Bernard Streten

Personal information
- Full name: Bernard Reginald Streten
- Date of birth: 14 January 1921
- Place of birth: Gillingham, Norfolk, England
- Date of death: 10 May 1994 (aged 73)
- Position: Goalkeeper

Senior career*
- Years: Team / Apps / (Gls)
- Notts County
- 0000–1947: Shrewsbury Town
- 1947–1957: Luton Town / 276 / (0)
- 1957–1959: King's Lynn
- 1959–1961: Wisbech Town
- 1961: Cambridge City

International career
- 1949: England / 1 / (0)

= Bernard Streten =

English footballer (1921–1994)

Bernard Reginald Streten (14 January 1921 – 10 May 1994) was an English international footballer who played as a goalkeeper in the 1940s and 1950s, primarily with Luton Town.

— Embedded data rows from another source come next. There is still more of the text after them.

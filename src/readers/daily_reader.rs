use crate::error::Result;
use crate::models::DailyRecord;
use crate::readers::source::{
    blank_missing, check_columns, csv_reader, open_source, row_error, ColumnSpec,
};
use crate::utils::constants::DAILY_SOURCE_NAME;
use serde::{Deserialize, Serialize};
use std::io::Read;
use std::path::Path;
use tracing::debug;

pub const DAILY_COLUMNS: &[ColumnSpec] = &[
    ColumnSpec {
        name: "date",
        headers: &["dteday", "date"],
    },
    ColumnSpec {
        name: "temperature_norm",
        headers: &["temp", "temperature_norm"],
    },
    ColumnSpec {
        name: "feels_like_norm",
        headers: &["atemp", "feels_like_norm"],
    },
    ColumnSpec {
        name: "humidity_norm",
        headers: &["hum", "humidity_norm"],
    },
    ColumnSpec {
        name: "windspeed_norm",
        headers: &["windspeed", "windspeed_norm"],
    },
    ColumnSpec {
        name: "weather_situation",
        headers: &["weathersit", "weather_situation"],
    },
    ColumnSpec {
        name: "rental_count",
        headers: &["cnt", "rental_count"],
    },
];

/// A daily row as it appears in the source, before preprocessing.
/// Missing cells deserialize to `None`.
#[derive(Debug, Clone, Default, PartialEq, Serialize, Deserialize)]
pub struct RawDailyRow {
    #[serde(rename = "dteday", alias = "date")]
    pub date: Option<String>,

    #[serde(rename = "temp", alias = "temperature_norm")]
    pub temperature_norm: Option<f64>,

    #[serde(rename = "atemp", alias = "feels_like_norm")]
    pub feels_like_norm: Option<f64>,

    #[serde(rename = "hum", alias = "humidity_norm")]
    pub humidity_norm: Option<f64>,

    #[serde(rename = "windspeed", alias = "windspeed_norm")]
    pub windspeed_norm: Option<f64>,

    #[serde(rename = "weathersit", alias = "weather_situation")]
    pub weather_situation: Option<u8>,

    #[serde(rename = "cnt", alias = "rental_count")]
    pub rental_count: Option<u32>,

    /// Some cell of the source row, analyzed or not, was missing.
    #[serde(skip)]
    pub incomplete: bool,
}

impl RawDailyRow {
    /// Render a cleaned record back into source form.
    pub fn from_record(record: &DailyRecord, date_format: &str) -> Self {
        Self {
            date: Some(record.date.format(date_format).to_string()),
            temperature_norm: Some(record.temperature_norm),
            feels_like_norm: Some(record.feels_like_norm),
            humidity_norm: Some(record.humidity_norm),
            windspeed_norm: Some(record.windspeed_norm),
            weather_situation: Some(record.weather_situation.code()),
            rental_count: Some(record.rental_count),
            incomplete: false,
        }
    }
}

pub struct DailyReader;

impl DailyReader {
    pub fn new() -> Self {
        Self
    }

    /// Read the daily source from disk
    pub fn read_daily(&self, path: &Path) -> Result<Vec<RawDailyRow>> {
        debug!(path = %path.display(), "Reading daily source");
        let reader = open_source(DAILY_SOURCE_NAME, path)?;
        self.read_rows(reader)
    }

    /// Read daily rows from any CSV input
    pub fn read_from<R: Read>(&self, input: R) -> Result<Vec<RawDailyRow>> {
        self.read_rows(csv_reader(input))
    }

    fn read_rows<R: Read>(&self, mut reader: csv::Reader<R>) -> Result<Vec<RawDailyRow>> {
        let headers = reader.headers()?.clone();
        check_columns(DAILY_SOURCE_NAME, &headers, DAILY_COLUMNS)?;

        let mut rows = Vec::new();
        for (index, result) in reader.records().enumerate() {
            let record = result.map_err(|e| row_error(DAILY_SOURCE_NAME, index, e))?;
            let (record, has_missing) = blank_missing(&record);
            let mut row: RawDailyRow = record
                .deserialize(Some(&headers))
                .map_err(|e| row_error(DAILY_SOURCE_NAME, index, e))?;
            row.incomplete = has_missing;
            rows.push(row);
        }

        debug!(rows = rows.len(), "Daily source read");
        Ok(rows)
    }
}

impl Default for DailyReader {
    fn default() -> Self {
        Self::new()
    }
}
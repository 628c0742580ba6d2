pub mod analyzers;
pub mod cli;
pub mod config;
pub mod dashboard;
pub mod error;
pub mod models;
pub mod processors;
pub mod readers;
pub mod utils;
pub mod writers;

pub use error::{AnalyticsError, Result};
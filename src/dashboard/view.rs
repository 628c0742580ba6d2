use crate::analyzers::{
    filter_by_day_type, filter_by_weather, hourly_rental_profile, peak_hours, rental_trend,
    rentals_by_weather, weather_correlation, CorrelationMatrix, DayTypeFilter, HourlyProfile,
    PeakHours, SummaryStatistics, TrendLine, WeatherFilter, WeatherRentalStats,
};
use crate::dashboard::Dataset;
use crate::error::Result;
use crate::models::{DailyField, DailyRecord, DayType, HourlyRecord};
use serde::Serialize;
use std::collections::BTreeMap;
use std::fmt::Write;
use tracing::{debug, warn};

/// The user's current choice of filters.
#[derive(Debug, Clone, Copy, Default, PartialEq, Eq, Serialize)]
pub struct Selection {
    pub day_type: DayTypeFilter,
    pub weather: WeatherFilter,
}

impl Selection {
    pub fn new(day_type: DayTypeFilter, weather: WeatherFilter) -> Self {
        Self { day_type, weather }
    }

    /// Parse both selectors, rejecting values outside the offered choices.
    pub fn parse(day_type: &str, weather: &str) -> Result<Self> {
        Ok(Self {
            day_type: day_type.parse()?,
            weather: weather.parse()?,
        })
    }
}

/// One visualization's output; too few rows leaves that view unavailable
/// without affecting the others.
#[derive(Debug, Clone, PartialEq, Serialize)]
#[serde(tag = "status", rename_all = "snake_case")]
pub enum Panel<T> {
    Ready { data: T },
    Unavailable { reason: String },
}

impl<T> Panel<T> {
    /// Soft errors become `Unavailable`; anything else is returned as is.
    pub fn from_result(result: Result<T>) -> Result<Self> {
        match result {
            Ok(data) => Ok(Panel::Ready { data }),
            Err(e) if !e.is_fatal() => {
                debug!(reason = %e, "View unavailable");
                Ok(Panel::Unavailable {
                    reason: e.to_string(),
                })
            }
            Err(e) => Err(e),
        }
    }

    pub fn is_ready(&self) -> bool {
        matches!(self, Panel::Ready { .. })
    }
}

/// Everything the dashboard shows for one selection.
#[derive(Debug, Clone, Serialize)]
pub struct DashboardView<'a> {
    pub selection: Selection,
    #[serde(skip)]
    pub daily_rows: Vec<&'a DailyRecord>,
    #[serde(skip)]
    pub hourly_rows: Vec<&'a HourlyRecord>,
    pub daily_row_count: usize,
    pub hourly_row_count: usize,
    pub hourly_profile: HourlyProfile,
    pub peak_hours: Vec<PeakHours>,
    pub correlation: Panel<CorrelationMatrix>,
    pub trends: BTreeMap<DailyField, Panel<TrendLine>>,
    pub rentals_by_weather: Vec<WeatherRentalStats>,
    pub summary: &'a SummaryStatistics,
}

impl<'a> DashboardView<'a> {
    /// Recompute every view from the base tables for `selection`.
    ///
    /// The day-type selector drives the hourly views and the weather selector
    /// drives the daily ones.
    pub fn compute(
        dataset: &'a Dataset,
        selection: &Selection,
        correlation_fields: &[DailyField],
    ) -> Result<Self> {
        let hourly_rows = filter_by_day_type(dataset.hourly(), selection.day_type);
        let daily_rows = filter_by_weather(dataset.daily(), selection.weather);
        debug!(
            day_type = %selection.day_type,
            weather = %selection.weather,
            hourly_rows = hourly_rows.len(),
            daily_rows = daily_rows.len(),
            "Selection applied"
        );

        if hourly_rows.is_empty() {
            warn!(day_type = %selection.day_type, "No hourly rows match the selection");
        }
        if daily_rows.is_empty() {
            warn!(weather = %selection.weather, "No daily rows match the selection");
        }

        let hourly_profile = hourly_rental_profile(&hourly_rows);
        let peak_hours = peak_hours(&hourly_profile);
        let correlation = Panel::from_result(weather_correlation(&daily_rows, correlation_fields))?;

        let mut trends = BTreeMap::new();
        for field in DailyField::WEATHER_FACTORS {
            trends.insert(field, Panel::from_result(rental_trend(&daily_rows, field))?);
        }

        Ok(Self {
            selection: *selection,
            daily_row_count: daily_rows.len(),
            hourly_row_count: hourly_rows.len(),
            rentals_by_weather: rentals_by_weather(&daily_rows),
            daily_rows,
            hourly_rows,
            hourly_profile,
            peak_hours,
            correlation,
            trends,
            summary: dataset.summary(),
        })
    }

    /// Plain-text rendering for terminals.
    pub fn render_text(&self) -> String {
        let mut out = String::new();
        let _ = writeln!(
            out,
            "Bike Sharing Dashboard (day type: {}, weather: {})",
            self.selection.day_type, self.selection.weather
        );
        let _ = writeln!(
            out,
            "Rows: {} daily, {} hourly",
            self.daily_row_count, self.hourly_row_count
        );
        out.push('\n');

        out.push_str(&render_summary(self.summary));
        out.push('\n');
        out.push_str(&render_profile(&self.hourly_profile, &self.peak_hours));
        out.push('\n');

        out.push_str("Weather Correlation\n");
        match &self.correlation {
            Panel::Ready { data } => out.push_str(&render_matrix(data)),
            Panel::Unavailable { reason } => {
                let _ = writeln!(out, "  unavailable: {}", reason);
            }
        }
        out.push('\n');

        out.push_str("Rental Trends\n");
        for (field, panel) in &self.trends {
            match panel {
                Panel::Ready { data } => {
                    let _ = writeln!(
                        out,
                        "  {:<12} slope {:>10.1}  intercept {:>9.1}  r {}",
                        field.as_str(),
                        data.slope,
                        data.intercept,
                        format_correlation(data.correlation.coefficient())
                    );
                }
                Panel::Unavailable { reason } => {
                    let _ = writeln!(out, "  {:<12} unavailable: {}", field.as_str(), reason);
                }
            }
        }
        out.push('\n');

        out.push_str("Rentals by Weather\n");
        if self.rentals_by_weather.is_empty() {
            out.push_str("  no matching days\n");
        }
        for stats in &self.rentals_by_weather {
            let _ = writeln!(
                out,
                "  {:<28} days {:>4}  min {:>6.0}  q1 {:>7.1}  median {:>7.1}  q3 {:>7.1}  max {:>6.0}",
                stats.weather_situation.to_string(),
                stats.days,
                stats.min,
                stats.first_quartile,
                stats.median,
                stats.third_quartile,
                stats.max
            );
        }

        out
    }
}

pub fn render_summary(summary: &SummaryStatistics) -> String {
    let mut out = String::from("Summary\n");
    let _ = writeln!(out, "  Days:                {}", summary.days);
    match summary.mean_daily_rentals {
        Some(mean) => {
            let _ = writeln!(out, "  Mean daily rentals:  {:.1}", mean);
        }
        None => out.push_str("  Mean daily rentals:  n/a\n"),
    }
    let _ = writeln!(out, "  Total rentals:       {}", summary.total_rentals);
    for (day_type, mean) in &summary.mean_hourly_rentals_by_day_type {
        let _ = writeln!(
            out,
            "  Mean hourly ({:<7}): {:.1}",
            day_type.as_str(),
            mean
        );
    }
    out
}

pub fn render_profile(profile: &HourlyProfile, peaks: &[PeakHours]) -> String {
    let mut out = String::from("Hourly Rental Profile\n");
    if profile.is_empty() {
        out.push_str("  no matching hours\n");
        return out;
    }

    for day_type in DayType::ALL {
        let points = profile.points(day_type);
        if points.is_empty() {
            continue;
        }
        let _ = writeln!(out, "  {}", day_type.label());
        for point in points {
            let _ = writeln!(
                out,
                "    {:02}:00  {:>8.1}  ({} obs)",
                point.hour, point.mean_rentals, point.observations
            );
        }
    }

    for peak in peaks {
        let hours: Vec<String> = peak.hours.iter().map(|h| format!("{:02}:00", h)).collect();
        let _ = writeln!(
            out,
            "  Peak ({}): {} at {:.1}",
            peak.day_type.as_str(),
            hours.join(", "),
            peak.mean_rentals
        );
    }
    out
}

pub fn render_matrix(matrix: &CorrelationMatrix) -> String {
    let mut out = String::new();
    let _ = write!(out, "  {:<12}", "");
    for field in &matrix.fields {
        let _ = write!(out, " {:>12}", field.as_str());
    }
    out.push('\n');

    for (field, row) in matrix.fields.iter().zip(&matrix.values) {
        let _ = write!(out, "  {:<12}", field.as_str());
        for cell in row {
            let _ = write!(out, " {:>12}", format_correlation(cell.coefficient()));
        }
        out.push('\n');
    }
    let _ = writeln!(out, "  ({} days)", matrix.observations);
    out
}

fn format_correlation(value: Option<f64>) -> String {
    match value {
        Some(r) => format!("{:.3}", r),
        None => "undefined".to_string(),
    }
}
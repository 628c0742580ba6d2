use serde::{Deserialize, Serialize};
use std::fmt;

/// Working day vs weekend/holiday, derived from the source's working-day flag.
#[derive(Debug, Clone, Copy, PartialEq, Eq, PartialOrd, Ord, Hash, Serialize, Deserialize)]
#[serde(rename_all = "snake_case")]
pub enum DayType {
    Working,
    Off,
}

impl DayType {
    pub const ALL: [DayType; 2] = [DayType::Working, DayType::Off];

    pub fn from_working_day(is_working_day: bool) -> Self {
        if is_working_day {
            DayType::Working
        } else {
            DayType::Off
        }
    }

    pub fn as_str(&self) -> &'static str {
        match self {
            DayType::Working => "working",
            DayType::Off => "off",
        }
    }

    pub fn label(&self) -> &'static str {
        match self {
            DayType::Working => "Working day",
            DayType::Off => "Weekend/holiday",
        }
    }
}

impl fmt::Display for DayType {
    fn fmt(&self, f: &mut fmt::Formatter<'_>) -> fmt::Result {
        f.write_str(self.as_str())
    }
}

#[cfg(test)]
mod tests {
    use super::*;

    #[test]
    fn test_derivation() {
        assert_eq!(DayType::from_working_day(true), DayType::Working);
        assert_eq!(DayType::from_working_day(false), DayType::Off);
        assert_eq!(DayType::Off.to_string(), "off");
    }
}
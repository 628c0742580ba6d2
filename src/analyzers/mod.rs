pub mod correlation;
pub mod filters;
pub mod hourly_profile;
pub mod summary;

pub use correlation::{
    pearson, rental_trend, weather_correlation, Correlation, CorrelationMatrix, TrendLine,
};
pub use filters::{filter_by_day_type, filter_by_weather, DayTypeFilter, WeatherFilter};
pub use hourly_profile::{hourly_rental_profile, peak_hours, HourlyProfile, PeakHours, ProfilePoint};
pub use summary::{
    rentals_by_weather, summary_statistics, total_rentals, SummaryStatistics, WeatherRentalStats,
};
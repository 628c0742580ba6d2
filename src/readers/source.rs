use crate::error::{AnalyticsError, Result};
use crate::utils::constants::{DEFAULT_BUFFER_SIZE, MISSING_VALUE_TOKENS};
use csv::{Reader, ReaderBuilder, StringRecord, Trim};
use std::fs::File;
use std::io::{BufReader, Read};
use std::path::Path;

/// A required column and the header names it may appear under.
pub struct ColumnSpec {
    pub name: &'static str,
    pub headers: &'static [&'static str],
}

/// Open a named CSV source. A path that is absent, not a regular file or
/// cannot be opened is reported as a missing source.
pub fn open_source(source_name: &str, path: &Path) -> Result<Reader<BufReader<File>>> {
    let not_found = |reason: &str| {
        tracing::error!(
            source = source_name,
            path = %path.display(),
            error = reason,
            "Cannot open data source"
        );
        AnalyticsError::SourceNotFound {
            source_name: source_name.to_string(),
            path: path.to_path_buf(),
        }
    };

    if !path.is_file() {
        return Err(not_found("not a readable file"));
    }
    let file = File::open(path).map_err(|e| not_found(&e.to_string()))?;

    Ok(csv_reader(BufReader::with_capacity(DEFAULT_BUFFER_SIZE, file)))
}

pub fn csv_reader<R: Read>(input: R) -> Reader<R> {
    ReaderBuilder::new()
        .has_headers(true)
        .trim(Trim::All)
        .from_reader(input)
}

/// Fail with `MissingColumn` for the first required column absent from the header row.
pub fn check_columns(
    source_name: &str,
    headers: &StringRecord,
    required: &[ColumnSpec],
) -> Result<()> {
    for column in required {
        let present = headers
            .iter()
            .any(|h| column.headers.iter().any(|candidate| h == *candidate));
        if !present {
            return Err(AnalyticsError::MissingColumn {
                source_name: source_name.to_string(),
                column: column.name.to_string(),
            });
        }
    }
    Ok(())
}

/// Replace missing-value tokens (`NA`, `null`, `NaN`, ...) with empty cells so
/// every column deserializes them to `None`. Also reports whether the row had
/// any missing cell at all.
pub fn blank_missing(record: &StringRecord) -> (StringRecord, bool) {
    let mut has_missing = false;
    let cleaned = record
        .iter()
        .map(|cell| {
            if is_missing(cell) {
                has_missing = true;
                ""
            } else {
                cell
            }
        })
        .collect();
    (cleaned, has_missing)
}

fn is_missing(cell: &str) -> bool {
    MISSING_VALUE_TOKENS
        .iter()
        .any(|token| cell.trim().eq_ignore_ascii_case(token))
}

/// Row number as shown in a spreadsheet: the header is row 1.
pub fn row_number(index: usize) -> usize {
    index + 2
}

/// Map a deserialization failure onto a preprocessing error for the given row.
pub fn row_error(source_name: &str, index: usize, error: csv::Error) -> AnalyticsError {
    AnalyticsError::preprocessing(source_name, row_number(index), error.to_string())
}
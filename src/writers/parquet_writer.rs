use crate::error::{AnalyticsError, Result};
use crate::models::{DailyRecord, HourlyRecord, WeatherSituation};
use crate::utils::constants::{
    COMPRESSION_GZIP, COMPRESSION_LZ4, COMPRESSION_NONE, COMPRESSION_SNAPPY, COMPRESSION_ZSTD,
    DEFAULT_ROW_GROUP_SIZE,
};
use arrow::array::*;
use arrow::datatypes::{DataType, Field, Schema};
use arrow::record_batch::RecordBatch;
use chrono::NaiveDate;
use parquet::arrow::arrow_reader::ParquetRecordBatchReaderBuilder;
use parquet::arrow::ArrowWriter;
use parquet::basic::{Compression, GzipLevel, ZstdLevel};
use parquet::file::properties::WriterProperties;
use std::fs::File;
use std::path::Path;
use std::sync::Arc;
use tracing::debug;

pub struct ParquetWriter {
    compression: Compression,
    row_group_size: usize,
}

impl ParquetWriter {
    pub fn new() -> Self {
        Self {
            compression: Compression::SNAPPY,
            row_group_size: DEFAULT_ROW_GROUP_SIZE,
        }
    }

    pub fn with_compression(mut self, compression: &str) -> Result<Self> {
        self.compression = match compression.to_lowercase().as_str() {
            COMPRESSION_SNAPPY => Compression::SNAPPY,
            COMPRESSION_GZIP => Compression::GZIP(GzipLevel::default()),
            COMPRESSION_LZ4 => Compression::LZ4,
            COMPRESSION_ZSTD => Compression::ZSTD(ZstdLevel::default()),
            COMPRESSION_NONE => Compression::UNCOMPRESSED,
            _ => {
                return Err(AnalyticsError::Config(format!(
                    "Unsupported compression: {}",
                    compression
                )))
            }
        };
        Ok(self)
    }

    pub fn with_row_group_size(mut self, size: usize) -> Self {
        self.row_group_size = size;
        self
    }

    /// Write the cleaned daily table. An empty table still yields a file with the schema.
    pub fn write_daily(&self, records: &[DailyRecord], path: &Path) -> Result<()> {
        let schema = daily_schema();
        let batch = daily_batch(records, schema.clone())?;
        self.write_batch(batch, schema, path)?;
        debug!(rows = records.len(), path = %path.display(), "Daily table written");
        Ok(())
    }

    /// Write the cleaned hourly table.
    pub fn write_hourly(&self, records: &[HourlyRecord], path: &Path) -> Result<()> {
        let schema = hourly_schema();
        let batch = hourly_batch(records, schema.clone())?;
        self.write_batch(batch, schema, path)?;
        debug!(rows = records.len(), path = %path.display(), "Hourly table written");
        Ok(())
    }

    fn write_batch(&self, batch: RecordBatch, schema: Arc<Schema>, path: &Path) -> Result<()> {
        let file = File::create(path)?;
        let props = WriterProperties::builder()
            .set_compression(self.compression)
            .set_max_row_group_size(self.row_group_size)
            .build();

        let mut writer = ArrowWriter::try_new(file, schema, Some(props))?;
        writer.write(&batch)?;
        writer.close()?;
        Ok(())
    }

    /// Read a daily table written by `write_daily`.
    pub fn read_daily(&self, path: &Path) -> Result<Vec<DailyRecord>> {
        let mut records = Vec::new();
        for batch in read_batches(path)? {
            let dates = column::<Date32Array>(&batch, 0, "date")?;
            let temps = column::<Float64Array>(&batch, 1, "temperature_norm")?;
            let feels = column::<Float64Array>(&batch, 2, "feels_like_norm")?;
            let hums = column::<Float64Array>(&batch, 3, "humidity_norm")?;
            let winds = column::<Float64Array>(&batch, 4, "windspeed_norm")?;
            let weather = column::<UInt8Array>(&batch, 5, "weather_situation")?;
            let counts = column::<UInt32Array>(&batch, 6, "rental_count")?;

            for i in 0..batch.num_rows() {
                records.push(DailyRecord::new(
                    from_days(dates.value(i))?,
                    temps.value(i),
                    feels.value(i),
                    hums.value(i),
                    winds.value(i),
                    WeatherSituation::from_code(weather.value(i))?,
                    counts.value(i),
                ));
            }
        }
        Ok(records)
    }

    /// Read an hourly table written by `write_hourly`.
    pub fn read_hourly(&self, path: &Path) -> Result<Vec<HourlyRecord>> {
        let mut records = Vec::new();
        for batch in read_batches(path)? {
            let dates = column::<Date32Array>(&batch, 0, "date")?;
            let hours = column::<UInt8Array>(&batch, 1, "hour")?;
            let working = column::<BooleanArray>(&batch, 2, "is_working_day")?;
            let counts = column::<UInt32Array>(&batch, 3, "rental_count")?;

            for i in 0..batch.num_rows() {
                records.push(HourlyRecord::new(
                    from_days(dates.value(i))?,
                    hours.value(i),
                    working.value(i),
                    counts.value(i),
                ));
            }
        }
        Ok(records)
    }

    /// Get file statistics
    pub fn get_file_info(&self, path: &Path) -> Result<ParquetFileInfo> {
        use parquet::file::reader::{FileReader, SerializedFileReader};

        let file = File::open(path)?;
        let reader = SerializedFileReader::new(file)?;
        let metadata = reader.metadata();

        let row_groups = metadata.num_row_groups();
        let row_group_sizes = (0..row_groups)
            .map(|i| metadata.row_group(i).num_rows())
            .collect();

        Ok(ParquetFileInfo {
            total_rows: metadata.file_metadata().num_rows(),
            row_groups,
            row_group_sizes,
            file_size: std::fs::metadata(path)?.len(),
            compression: self.compression,
        })
    }
}

impl Default for ParquetWriter {
    fn default() -> Self {
        Self::new()
    }
}

fn daily_schema() -> Arc<Schema> {
    Arc::new(Schema::new(vec![
        Field::new("date", DataType::Date32, false),
        Field::new("temperature_norm", DataType::Float64, false),
        Field::new("feels_like_norm", DataType::Float64, false),
        Field::new("humidity_norm", DataType::Float64, false),
        Field::new("windspeed_norm", DataType::Float64, false),
        Field::new("weather_situation", DataType::UInt8, false),
        Field::new("rental_count", DataType::UInt32, false),
    ]))
}

fn hourly_schema() -> Arc<Schema> {
    Arc::new(Schema::new(vec![
        Field::new("date", DataType::Date32, false),
        Field::new("hour", DataType::UInt8, false),
        Field::new("is_working_day", DataType::Boolean, false),
        Field::new("rental_count", DataType::UInt32, false),
    ]))
}

fn daily_batch(records: &[DailyRecord], schema: Arc<Schema>) -> Result<RecordBatch> {
    let columns: Vec<ArrayRef> = vec![
        Arc::new(Date32Array::from(
            records.iter().map(|r| to_days(r.date)).collect::<Vec<_>>(),
        )),
        Arc::new(Float64Array::from(
            records.iter().map(|r| r.temperature_norm).collect::<Vec<_>>(),
        )),
        Arc::new(Float64Array::from(
            records.iter().map(|r| r.feels_like_norm).collect::<Vec<_>>(),
        )),
        Arc::new(Float64Array::from(
            records.iter().map(|r| r.humidity_norm).collect::<Vec<_>>(),
        )),
        Arc::new(Float64Array::from(
            records.iter().map(|r| r.windspeed_norm).collect::<Vec<_>>(),
        )),
        Arc::new(UInt8Array::from(
            records
                .iter()
                .map(|r| r.weather_situation.code())
                .collect::<Vec<_>>(),
        )),
        Arc::new(UInt32Array::from(
            records.iter().map(|r| r.rental_count).collect::<Vec<_>>(),
        )),
    ];

    Ok(RecordBatch::try_new(schema, columns)?)
}

fn hourly_batch(records: &[HourlyRecord], schema: Arc<Schema>) -> Result<RecordBatch> {
    let columns: Vec<ArrayRef> = vec![
        Arc::new(Date32Array::from(
            records.iter().map(|r| to_days(r.date)).collect::<Vec<_>>(),
        )),
        Arc::new(UInt8Array::from(
            records.iter().map(|r| r.hour).collect::<Vec<_>>(),
        )),
        Arc::new(BooleanArray::from(
            records.iter().map(|r| r.is_working_day).collect::<Vec<_>>(),
        )),
        Arc::new(UInt32Array::from(
            records.iter().map(|r| r.rental_count).collect::<Vec<_>>(),
        )),
    ];

    Ok(RecordBatch::try_new(schema, columns)?)
}

fn read_batches(path: &Path) -> Result<Vec<RecordBatch>> {
    let file = File::open(path)?;
    let reader = ParquetRecordBatchReaderBuilder::try_new(file)?.build()?;
    let mut batches = Vec::new();
    for batch in reader {
        batches.push(batch?);
    }
    Ok(batches)
}

fn column<'a, A: Array + 'static>(
    batch: &'a RecordBatch,
    index: usize,
    name: &str,
) -> Result<&'a A> {
    batch
        .column(index)
        .as_any()
        .downcast_ref::<A>()
        .ok_or_else(|| AnalyticsError::Config(format!("Invalid {} column type", name)))
}

/// Date32 counts days since 1970-01-01.
fn to_days(date: NaiveDate) -> i32 {
    (date - NaiveDate::default()).num_days() as i32
}

fn from_days(days: i32) -> Result<NaiveDate> {
    NaiveDate::default()
        .checked_add_signed(chrono::Duration::days(i64::from(days)))
        .ok_or_else(|| AnalyticsError::Config(format!("Date out of range: {} days", days)))
}

#[derive(Debug)]
pub struct ParquetFileInfo {
    pub total_rows: i64,
    pub row_groups: usize,
    pub row_group_sizes: Vec<i64>,
    pub file_size: u64,
    pub compression: Compression,
}

impl ParquetFileInfo {
    pub fn summary(&self) -> String {
        let avg_rows = if self.row_groups == 0 {
            0.0
        } else {
            self.total_rows as f64 / self.row_groups as f64
        };
        format!(
            "Parquet File Summary:\n\
            - Total rows: {}\n\
            - Row groups: {}\n\
            - File size: {:.2} KB\n\
            - Compression: {:?}\n\
            - Avg rows per group: {:.0}",
            self.total_rows,
            self.row_groups,
            self.file_size as f64 / 1024.0,
            self.compression,
            avg_rows
        )
    }
}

Streten joined Luton from Shrewsbury Town, and made his Luton League debut on 29 January 1947 against Nottingham Forest. He went on to play 276 League matches for the Hatters, with his final league appearance coming on 2 February 1957 versus Tottenham Hotspur.

He was capped on one occasion by the England national team, on 16 November 1949, in a 9–2 victory over Ireland.